Une carrière d’infirmière

Un témoignage de Marie-Louise Eyraud,
né(e) le 1 janvier 1917
Mémoire recueillie à

Née en 1917 à Aubenas, Marie-Louise a vécu son enfance avec un frère et une sœur. Durant sa scolarité à Saint-Etienne de Fonbellon, Marie-Louise a construit une relation fusionnelle avec sa maîtresse. Celle-ci l’a poussée à passer son Certificat d’études, qu’elle a obtenu en 1930. Elle s’est ensuite orientée vers la profession d’infirmière, pour laquelle elle a fait ses études à Saint-Etienne. Elle est sortie dans les 22ème sur 163 !
Son diplôme acquis, Marie-Louise trouve un emploi d’infirmière sur Viviers chez un docteur ; elle percevait 600Fcs par mois. Grâce à cet emploi Marie-Louise se lia d’amitié avec la femme du docteur, ensemble elles ont connu quelques péripéties assez loufoques comme celle que l’on va vous raconter :
L’épouse du docteur et elle-même étaient en voiture mais tout à coup le véhicule tombe en panne et le klaxon reste allumé, tous les gens étaient paniqués, ils prenaient ce bruit pour une alarme de guerre. Son amie partie chercher de l’aide, pendant ce temps Marie-Louise attendait dans la voiture. Soudain un homme s’approcha du véhicule, souleva le capot et éteignit le bruit !

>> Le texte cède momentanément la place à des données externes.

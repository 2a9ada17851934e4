//! Fixture loading and management.

use std::path::{Path, PathBuf};

use serde::{Deserialize, Serialize};
use thiserror::Error;

use crate::arg_spec::ArgSpec;

/// A single fixture case: one format call and the bytes it must produce.
#[derive(Debug, Clone, Serialize, Deserialize)]
pub struct FixtureCase {
    /// Case identifier.
    pub name: String,
    /// Behaviour area the case pins down.
    pub section: String,
    /// Format string.
    pub format: String,
    /// Arguments in call order.
    #[serde(default)]
    pub args: Vec<ArgSpec>,
    /// Buffer size for a bounded call. `None` runs per the configured sink mode.
    #[serde(default, skip_serializing_if = "Option::is_none")]
    pub capacity: Option<usize>,
    /// Bytes stored (without the terminator for bounded calls).
    pub expected_output: String,
    /// Logical length returned by the call.
    pub expected_len: usize,
}

/// A collection of fixture cases for one behaviour family.
#[derive(Debug, Clone, Serialize, Deserialize)]
pub struct FixtureSet {
    /// Schema version.
    pub version: String,
    /// Family name.
    pub family: String,
    /// UTC timestamp of capture.
    pub captured_at: String,
    pub cases: Vec<FixtureCase>,
}

#[derive(Debug, Error)]
pub enum FixtureError {
    #[error("{path}: {source}")]
    Io {
        path: PathBuf,
        #[source]
        source: std::io::Error,
    },
    #[error("{path}: invalid fixture JSON: {source}")]
    Parse {
        path: PathBuf,
        #[source]
        source: serde_json::Error,
    },
    #[error("json: {0}")]
    Json(#[from] serde_json::Error),
}

impl FixtureSet {
    /// Load fixture set from JSON string.
    pub fn from_json(json: &str) -> Result<Self, FixtureError> {
        Ok(serde_json::from_str(json)?)
    }

    /// Serialize fixture set to JSON string.
    pub fn to_json(&self) -> Result<String, FixtureError> {
        Ok(serde_json::to_string_pretty(self)?)
    }

    /// Load fixture set from a file path.
    pub fn from_file(path: &Path) -> Result<Self, FixtureError> {
        let content = std::fs::read_to_string(path).map_err(|source| FixtureError::Io {
            path: path.to_path_buf(),
            source,
        })?;
        serde_json::from_str(&content).map_err(|source| FixtureError::Parse {
            path: path.to_path_buf(),
            source,
        })
    }
}

/// All `*.json` files directly under `dir`, sorted by name.
pub fn fixture_files(dir: &Path) -> Result<Vec<PathBuf>, FixtureError> {
    let io_err = |source| FixtureError::Io {
        path: dir.to_path_buf(),
        source,
    };
    let mut files = Vec::new();
    for entry in std::fs::read_dir(dir).map_err(io_err)? {
        let path = entry.map_err(io_err)?.path();
        if path.is_file() && path.extension().is_some_and(|ext| ext == "json") {
            files.push(path);
        }
    }
    files.sort();
    Ok(files)
}
//! Diff rendering for fixture comparison.

/// Render a line diff between expected and actual output.
///
/// Lines present on only one side are reported against an empty line on
/// the other, so a missing or extra tail still shows up.
#[must_use]
pub fn render_diff(expected: &str, actual: &str) -> String {
    if expected == actual {
        return String::from("[identical]");
    }

    let mut out = String::new();
    out.push_str("--- expected\n");
    out.push_str("+++ actual\n");

    let exp: Vec<&str> = expected.split('\n').collect();
    let act: Vec<&str> = actual.split('\n').collect();
    for i in 0..exp.len().max(act.len()) {
        let e = exp.get(i).copied();
        let a = act.get(i).copied();
        if e != a {
            out.push_str(&format!("@@ line {} @@\n", i + 1));
            if let Some(e) = e {
                out.push_str(&format!("-{}\n", visible(e)));
            }
            if let Some(a) = a {
                out.push_str(&format!("+{}\n", visible(a)));
            }
        }
    }
    out
}

/// Make trailing spaces and control bytes visible; padding bugs are
/// otherwise invisible in a diff.
fn visible(line: &str) -> String {
    line.escape_debug().to_string().replace(' ', "·")
}

#[cfg(test)]
mod tests {
    use super::*;

    #[test]
    fn identical_inputs() {
        assert_eq!(render_diff("a\nb", "a\nb"), "[identical]");
    }

    #[test]
    fn reports_changed_line() {
        let d = render_diff("one\ntwo", "one\nTWO");
        assert_eq!(d, "--- expected\n+++ actual\n@@ line 2 @@\n-two\n+TWO\n");
    }

    #[test]
    fn reports_missing_tail() {
        let d = render_diff("a\nb", "a");
        assert!(d.ends_with("@@ line 2 @@\n-b\n"));
    }

    #[test]
    fn padding_is_visible() {
        let d = render_diff("[  42]", "[ 42]");
        assert!(d.contains("-[··42]"));
        assert!(d.contains("+[·42]"));
    }

    #[test]
    fn control_bytes_are_escaped() {
        let d = render_diff("a\tb", "a b");
        assert!(d.contains("-a\\tb"));
    }
}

Ce premier emploi lui permit de verser tous les mois une petite somme d’argent qui s’élevait à 50Fcs à ses parents, pour les aider à subvenir à leurs besoins car ils avaient du arrêter de travailler. Marie-Louise passe son permis de conduire en 1942. Elle décida de partir de Viviers et s’installa à Fréjus, où elle offrit ses services d’infirmière pendant cinq ans et demi dans un service de maternité, puis en pédiatrie. Ensuite elle décida de revenir sur les lieux de son enfance, pour exercer sa profession dans une maison de repos à Aubenas. Son plus beau souvenir fut son diplôme d’Etat car ses parents n’avaient pas les moyens de lui financer ces études. Pour aider ses parents et se construire un avenir, Marie-Louise commença à travailler à l’âge de 13 ans à l’usine, où elle s’y rendait à pied. Puis à l’âge de 17 ans, elle fut engagée dans une pâtisserie pour une durée de seize mois. Trois mois après son entrée, elle fût convoquée pour un examen de probation : On l’encouragea à poursuivre ses efforts. L’invention qui l’a le plus marqué fut l’électricité d’un point de vue pratique. Selon elle, la vie maintenant est difficile, surtout pour la jeunesse.